How does HR-MAS spin rate affect the spectral pattern of mobile lipids?

“Influence of the spinning rate in the HR-MAS pattern of mobile lipids in C6 glioma cells and in artificial oil bodies” Juana Martín-Sitjar, Teresa Delgado-Goñi, Miquel E. Cabañas, Jason Tzen, Carles Arús; Magnetic Resonance Materials in Physics, Biology and Medicine, 2012, 25(6):487-496. DOI: 10.1007/s10334-012-0327-6

Object: To evaluate how spinning rate affects mobile lipid (ML) resonances visibility in HR-MAS spectra of C6 glioma cells and artificial oil bodies (AOB), as models of cytosolic lipid droplets. Materials and methods: Using C6 cells and AOB of two different sizes, 780 ± 580 and 240 ± 293 nm, as models, we acquired HR-MAS pulse and acquire spectra at different spinning rates between 500 and 15,000 Hz, all at 37 °C. Results: Sample spinning at 15,000 Hz increased by 2.3 and 4.6-fold with respect to 500 Hz spinning the area of resonances corresponding to ML at 0.88 and 1.28 ppm, respectively, for log phase C6 cells. Furthermore, postconfluent C6 cells displayed an increase of 2.5-fold at 0.88 ppm and 4.2-fold at 1.28 ppm. These changes were reversible upon low speed spinning. AOBs did show much lower ML area increases (1.4–1.5-fold) upon high-speed HR-MAS. Conclusion: ML can be reversibly mobilized in C6 glioma cells by high-speed HR-MAS, partially unveiling the NMR “invisible” ML pool. A small part of the ML pool also shows reduced visibility in freely tumbling AOBs.

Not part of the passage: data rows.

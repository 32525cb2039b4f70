//! # VoltKV - A Sharded In-Memory Key-Value Cache Server
//!
//! VoltKV is an in-memory key-value cache written in Rust. Clients store,
//! retrieve and delete opaque byte strings over a compact length-prefixed
//! binary protocol on TCP, and the store spreads keys across independently
//! locked shards with per-shard LRU eviction.
//!
//! ## Features
//!
//! - **Sharded Storage**: keys route to one of N shards by FNV-1a hash, so
//!   connections touching different shards never contend on a lock
//! - **LRU Eviction**: each shard is bounded and evicts its least recently
//!   used entry in O(1)
//! - **Binary Protocol**: fixed 9-byte command and 5-byte response headers,
//!   big-endian lengths, no text parsing on the hot path
//! - **Async I/O**: built on Tokio, one task per connection, buffered reads
//!   and writes with `TCP_NODELAY` end to end
//!
//! ## Architecture
//!
//! ```text
//! ┌────────────────────────────────────────────────────────────────────┐
//! │                              VoltKV                                │
//! │                                                                    │
//! │  ┌─────────────┐    ┌──────────────┐    ┌───────────────────────┐  │
//! │  │ TCP Server  │───>│  Connection  │───>│     Binary Codec      │  │
//! │  │ (Listener)  │    │   Handler    │    │  decode cmd / encode  │  │
//! │  └─────────────┘    └──────┬───────┘    └───────────────────────┘  │
//! │                            │                                       │
//! │                            ▼                                       │
//! │  ┌──────────────────────────────────────────────────────────────┐  │
//! │  │                           Cache                              │  │
//! │  │   ┌────────┐  ┌────────┐  ┌────────┐  ┌────────┐             │  │
//! │  │   │Shard 0 │  │Shard 1 │  │Shard 2 │  │ ...N   │             │  │
//! │  │   │Mutex   │  │Mutex   │  │Mutex   │  │ shards │             │  │
//! │  │   │map+LRU │  │map+LRU │  │map+LRU │  │        │             │  │
//! │  │   └────────┘  └────────┘  └────────┘  └────────┘             │  │
//! │  └──────────────────────────────────────────────────────────────┘  │
//! └────────────────────────────────────────────────────────────────────┘
//! ```
//!
//! ## Quick Start
//!
//! ```ignore
//! use voltkv::server::Server;
//! use voltkv::storage::{Cache, CacheConfig};
//! use std::sync::Arc;
//! use tokio::signal;
//!
//! #[tokio::main]
//! async fn main() -> anyhow::Result<()> {
//!     let cache = Arc::new(Cache::with_config(CacheConfig::default()));
//!     let server = Server::bind("127.0.0.1:6380", cache).await?;
//!     server.run(async {
//!         let _ = signal::ctrl_c().await;
//!     }).await?;
//!     Ok(())
//! }
//! ```
//!
//! Talking to it from Rust:
//!
//! ```ignore
//! use voltkv::client::Client;
//!
//! let mut client = Client::connect("127.0.0.1:6380").await?;
//! client.set(b"user:42", b"Ada").await?;
//! let value = client.get(b"user:42").await?;
//! ```
//!
//! ## Module Overview
//!
//! - [`protocol`]: wire types and the frame codec
//! - [`storage`]: sharded cache with per-shard LRU eviction
//! - [`connection`]: per-connection handler loop
//! - [`server`]: listener, accept loop, graceful shutdown
//! - [`client`]: async client library
//!
//! ## Design Highlights
//!
//! ### Locking
//!
//! Every shard carries its own mutex and no lock spans shards, so the
//! worst-case contention is connections fighting over one shard, not over
//! the store. The lock is exclusive even for reads: a cache hit promotes
//! the entry in the LRU order, which is a mutation.
//!
//! ### Ownership at the Codec Boundary
//!
//! Codecs read into scratch buffers that are reused across requests, and
//! copy out only what outlives the call: the key and value owned by a
//! command, and the value stored in a shard. Values handed back to callers
//! are independent `Bytes` handles, so callers and the store can never
//! mutate each other's data.

pub mod client;
pub mod connection;
pub mod protocol;
pub mod server;
pub mod storage;

// Re-export commonly used types for convenience
pub use client::{Client, ClientError};
pub use connection::{handle_connection, ConnectionStats};
pub use protocol::{Command, CommandDecoder, ProtocolError, Response, ResponseEncoder};
pub use server::Server;
pub use storage::{Cache, CacheConfig};

/// The default address the server binds to.
pub const DEFAULT_LISTEN_ADDR: &str = "127.0.0.1:6380";

/// Version of VoltKV
pub const VERSION: &str = env!("CARGO_PKG_VERSION");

Effect of the spinning rate on the visibility of several resonances in C6 cells of day 4 of culture. (LEFT) The graph shows the variation of areas with increasing spinning rates for mobile lipid (ML, 0.88 and 1.28 ppm), creatine (Cr, 3.03 ppm), and choline containing compounds (ChCCp, 3.25 ppm). The inset shows an expanded view of the ChCCp curve. Asterisks identify significant changes at p-value < 0.05. (RIGHT) Expanded view of the HR-MAS spectra of C6 cells recorded at increasing spinning rates. The increase in the area of mobile lipids peaks at 0.88 and 1.28 ppm at higher spinning rates is clearly visible.